* REQUIRED ACTION: What is needed is an exact copy of all the records below.

* AVAILABLE DATA:

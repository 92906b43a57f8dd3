//! Parser for BASIC statements and expressions
//!
//! Turns the text of one statement into a [`Statement`] tree. The leading
//! command keyword selects the statement form; unknown keywords fall back to an
//! implicit LET when the text contains `=`.

use crate::error::{BasicError, Result};
use crate::filesystem::parse_file_name;
use crate::tokenizer::{find_keyword, parse_line_number, split_keyword, tokenize, Keyword, Token};

/// Binary operators
#[derive(Debug, Clone, Copy, PartialEq)]
pub enum BinaryOperator {
    // Arithmetic
    Add,
    Subtract,
    Multiply,
    Divide,
    Power,

    // Comparison
    Equal,
    NotEqual,
    LessThan,
    LessThanOrEqual,
    GreaterThan,
    GreaterThanOrEqual,

    // Logical
    And,
    Or,
}

/// Unary operators
#[derive(Debug, Clone, Copy, PartialEq)]
pub enum UnaryOperator {
    Plus,
    Minus,
    Not,
}

/// Expression tree
#[derive(Debug, Clone, PartialEq)]
pub enum Expression {
    /// Numeric literal
    Number(f64),
    /// String literal
    String(String),
    /// Scalar variable reference
    Variable(String),
    /// Array element `NAME(i[,j...])`
    ArrayAccess {
        name: String,
        indices: Vec<Expression>,
    },
    /// Built-in function call
    FunctionCall {
        name: String,
        args: Vec<Expression>,
    },
    /// Binary operation
    BinaryOp {
        left: Box<Expression>,
        op: BinaryOperator,
        right: Box<Expression>,
    },
    /// Unary operation
    UnaryOp {
        op: UnaryOperator,
        operand: Box<Expression>,
    },
}

/// Assignable location: a scalar variable or an array element
#[derive(Debug, Clone, PartialEq)]
pub enum Target {
    Variable(String),
    ArrayElement {
        name: String,
        indices: Vec<Expression>,
    },
}

impl Target {
    pub fn name(&self) -> &str {
        match self {
            Target::Variable(name) => name,
            Target::ArrayElement { name, .. } => name,
        }
    }

    /// String-typed locations carry a `$` suffix
    pub fn is_string(&self) -> bool {
        self.name().ends_with('$')
    }
}

/// Print item types for PRINT statements
#[derive(Debug, Clone, PartialEq)]
pub enum PrintItem {
    Expression(Expression),
    Semicolon, // ;
    Comma,     // ,
}

/// Literal values listed by DATA statements
#[derive(Debug, Clone, PartialEq)]
pub enum DataValue {
    Number(f64),
    String(String),
}

/// Statements
#[derive(Debug, Clone, PartialEq)]
pub enum Statement {
    /// PRINT item list
    Print { items: Vec<PrintItem> },
    /// LET, explicit or elided
    Let { target: Target, expression: Expression },
    /// INPUT with optional prompt
    Input { prompt: Option<String>, target: Target },
    Goto { line_number: u32 },
    Gosub { line_number: u32 },
    /// IF condition THEN statement (THEN <line> is stored as a GOTO)
    If {
        condition: Expression,
        then_part: Box<Statement>,
    },
    For {
        variable: String,
        start: Expression,
        end: Expression,
        step: Option<Expression>,
    },
    /// NEXT with zero or more loop variables
    Next { variables: Vec<String> },
    Return,
    End,
    Cls,
    Rem { comment: String },
    Dim { arrays: Vec<(String, Vec<Expression>)> },
    Read { targets: Vec<Target> },
    /// DATA is pre-scanned at RUN; executing it does nothing
    Data { values: Vec<DataValue> },
    Restore,
    Poke { address: Expression, value: Expression },
    /// ON selector GOTO/GOSUB line list
    On {
        selector: Expression,
        gosub: bool,
        targets: Vec<u32>,
    },
    Save { name: String },
    Load { name: String },
    Files,
    Kill { name: String },
    Auto { start: Option<u32>, increment: Option<u32> },
    Help { topic: Option<String> },
    Run { line_number: Option<u32> },
    List { from: Option<u32>, to: Option<u32> },
    New,
}

impl Statement {
    /// Commands that only make sense typed at the prompt
    pub fn is_immediate_only(&self) -> bool {
        matches!(
            self,
            Statement::List { .. } | Statement::New | Statement::Run { .. }
        )
    }
}

/// Built-in functions available in expressions
pub const BUILTIN_FUNCTIONS: &[&str] = &[
    "ABS", "ASC", "ATN", "CHR$", "COS", "EXP", "INT", "LEFT$", "LEN", "LOG", "MID$", "PEEK",
    "RIGHT$", "RND", "SGN", "SIN", "SQR", "STR$", "TAN", "VAL",
];

pub fn is_builtin_function(name: &str) -> bool {
    BUILTIN_FUNCTIONS.contains(&name)
}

* SOLUTION:
repository 92906b43a57f8dd3
//! Parser for BASIC statements and expressions
//!
//! Turns the text of one statement into a [`Statement`] tree. The leading
//! command keyword selects the statement form; unknown keywords fall back to an
//! implicit LET when the text contains `=`.

use crate::error::{BasicError, Result};
use crate::filesystem::parse_file_name;
use crate::tokenizer::{find_keyword, parse_line_number, split_keyword, tokenize, Keyword, Token};

/// Binary operators
#[derive(Debug, Clone, Copy, PartialEq)]
pub enum BinaryOperator {
    // Arithmetic
    Add,
    Subtract,
    Multiply,
    Divide,
    Power,

    // Comparison
    Equal,
    NotEqual,
    LessThan,
    LessThanOrEqual,
    GreaterThan,
    GreaterThanOrEqual,

    // Logical
    And,
    Or,
}

/// Unary operators
#[derive(Debug, Clone, Copy, PartialEq)]
pub enum UnaryOperator {
    Plus,
    Minus,
    Not,
}

/// Expression tree
#[derive(Debug, Clone, PartialEq)]
pub enum Expression {
    /// Numeric literal
    Number(f64),
    /// String literal
    String(String),
    /// Scalar variable reference
    Variable(String),
    /// Array element `NAME(i[,j...])`
    ArrayAccess {
        name: String,
        indices: Vec<Expression>,
    },
    /// Built-in function call
    FunctionCall {
        name: String,
        args: Vec<Expression>,
    },
    /// Binary operation
    BinaryOp {
        left: Box<Expression>,
        op: BinaryOperator,
        right: Box<Expression>,
    },
    /// Unary operation
    UnaryOp {
        op: UnaryOperator,
        operand: Box<Expression>,
    },
}

/// Assignable location: a scalar variable or an array element
#[derive(Debug, Clone, PartialEq)]
pub enum Target {
    Variable(String),
    ArrayElement {
        name: String,
        indices: Vec<Expression>,
    },
}

impl Target {
    pub fn name(&self) -> &str {
        match self {
            Target::Variable(name) => name,
            Target::ArrayElement { name, .. } => name,
        }
    }

    /// String-typed locations carry a `$` suffix
    pub fn is_string(&self) -> bool {
        self.name().ends_with('$')
    }
}

/// Print item types for PRINT statements
#[derive(Debug, Clone, PartialEq)]
pub enum PrintItem {
    Expression(Expression),
    Semicolon, // ;
    Comma,     // ,
}

/// Literal values listed by DATA statements
#[derive(Debug, Clone, PartialEq)]
pub enum DataValue {
    Number(f64),
    String(String),
}

/// Statements
#[derive(Debug, Clone, PartialEq)]
pub enum Statement {
    /// PRINT item list
    Print { items: Vec<PrintItem> },
    /// LET, explicit or elided
    Let { target: Target, expression: Expression },
    /// INPUT with optional prompt
    Input { prompt: Option<String>, target: Target },
    Goto { line_number: u32 },
    Gosub { line_number: u32 },
    /// IF condition THEN statement (THEN <line> is stored as a GOTO)
    If {
        condition: Expression,
        then_part: Box<Statement>,
    },
    For {
        variable: String,
        start: Expression,
        end: Expression,
        step: Option<Expression>,
    },
    /// NEXT with zero or more loop variables
    Next { variables: Vec<String> },
    Return,
    End,
    Cls,
    Rem { comment: String },
    Dim { arrays: Vec<(String, Vec<Expression>)> },
    Read { targets: Vec<Target> },
    /// DATA is pre-scanned at RUN; executing it does nothing
    Data { values: Vec<DataValue> },
    Restore,
    Poke { address: Expression, value: Expression },
    /// ON selector GOTO/GOSUB line list
    On {
        selector: Expression,
        gosub: bool,
        targets: Vec<u32>,
    },
    Save { name: String },
    Load { name: String },
    Files,
    Kill { name: String },
    Auto { start: Option<u32>, increment: Option<u32> },
    Help { topic: Option<String> },
    Run { line_number: Option<u32> },
    List { from: Option<u32>, to: Option<u32> },
    New,
}

impl Statement {
    /// Commands that only make sense typed at the prompt
    pub fn is_immediate_only(&self) -> bool {
        matches!(
            self,
            Statement::List { .. } | Statement::New | Statement::Run { .. }
        )
    }
}

/// Built-in functions available in expressions
pub const BUILTIN_FUNCTIONS: &[&str] = &[
    "ABS", "ASC", "ATN", "CHR$", "COS", "EXP", "INT", "LEFT$", "LEN", "LOG", "MID$", "PEEK",
    "RIGHT$", "RND", "SGN", "SIN", "SQR", "STR$", "TAN", "VAL",
];

pub fn is_builtin_function(name: &str) -> bool {
    BUILTIN_FUNCTIONS.contains(&name)
}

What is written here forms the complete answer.